The rarely stated—but all too well understood—Murphy’s Law for Boilers— asserts that if your boiler quits working, it will do so on Christmas or New Year’s Eve, or at 4:45 p.m. on the coldest day of the year. With some planning, though, that broken-down boiler won’t be yours on those inopportune frigid days. An association’s management and staff can head off a worst-case scenario by scheduling regular maintenance and keeping an educated eye on the whole system.

To avoid that irksome phone call to a technician—along with everyone else whose boiler seems to have “picked now” to stop working, a little maintenance goes a long way and breakdowns are preventable. Understanding a boiler’s life expectancy and tending to boiler maintenance can avoid the no-heat nights (and days) that seem to happen at the most inconvenient times.
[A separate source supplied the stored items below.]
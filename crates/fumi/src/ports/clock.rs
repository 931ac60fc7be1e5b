//! Clock Port
//!
//! Time source for the reveal state machine and the reset tap counter.

use std::sync::{Arc, Mutex};
use std::time::{Duration, Instant};

/// Monotonic time source
pub trait Clock: Send + Sync {
    /// Current time; never goes backwards
    fn now(&self) -> Instant;
}

/// Wall clock backed by [`Instant::now`]
#[derive(Debug, Clone, Copy, Default)]
pub struct SystemClock;

impl Clock for SystemClock {
    fn now(&self) -> Instant {
        Instant::now()
    }
}

/// Clock that only moves when told to. Clones share the same time.
#[derive(Debug, Clone)]
pub struct ManualClock {
    now: Arc<Mutex<Instant>>,
}

impl ManualClock {
    pub fn new() -> Self {
        Self {
            now: Arc::new(Mutex::new(Instant::now())),
        }
    }

    /// Move time forward
    pub fn advance(&self, by: Duration) {
        let mut now = self.now.lock().unwrap_or_else(|e| e.into_inner());
        *now += by;
    }
}

impl Default for ManualClock {
    fn default() -> Self {
        Self::new()
    }
}

impl Clock for ManualClock {
    fn now(&self) -> Instant {
        *self.now.lock().unwrap_or_else(|e| e.into_inner())
    }
}
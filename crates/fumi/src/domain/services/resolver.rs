//! Guest Resolver
//!
//! Exact match of a normalized name against kanji or kana names,
//! first hit in directory order wins.

use crate::domain::entities::GuestRecord;
use crate::domain::errors::DomainError;
use crate::domain::value_objects::normalize;

/// Resolve raw input to a directory entry
pub fn resolve<'a>(raw_input: &str, directory: &'a [GuestRecord]) -> Result<&'a GuestRecord, DomainError> {
    let key = normalize(raw_input);
    if key.is_empty() {
        return Err(DomainError::EmptyInput);
    }

    directory
        .iter()
        .find(|record| record.matches(key.as_str()))
        .ok_or_else(|| DomainError::NotFound(key.to_string()))
}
You know the old saying in real estate, “location, location, location?” For boiler care, it’s (the admittedly less catchy) mantra of “maintenance, maintenance, maintenance.” Lack of routine, preventative maintenance inevitably leads to problems, says Phil Renzi, senior property manager at Thayer & Associates in Cambridge, Massachusetts. Don’t just “turn it on [when the season starts] and expect it to run,” he cautions, because he has seen the aforementioned scenario play out many times before. So much of what happens in an emergency situation is not, in fact, an emergency—or needn’t be, if cautionary steps are taken in advance.

Maintenance Musts

Boilers are durable for many decades—or used to be, anyway. Vintage matters: Steven Dannin, president of Dannin Management in Brookline, Massachusetts, says in his experience, older boilers have a longer life span. “In the past 20 years,” he says, “I’ve replaced boilers that were 30 or 50 years old. In our last project, we took out two 50-year-old boilers. The newer ones are more efficient but the older boilers were built to last.”

David Barrett, who serves as director of operations for Crowninshield Management Corporation in Peabody, Massachusetts, adds that the high-efficiency stainless steel boilers that have emerged recently last about 25 years. Although the boilers themselves don’t last as long as the cast iron ones, the savings in fuel costs offset the shorter life expectancy. That being said, the boilers “have to be run at the proper temperature as suggested by the manufacturer, or they can decay prematurely.”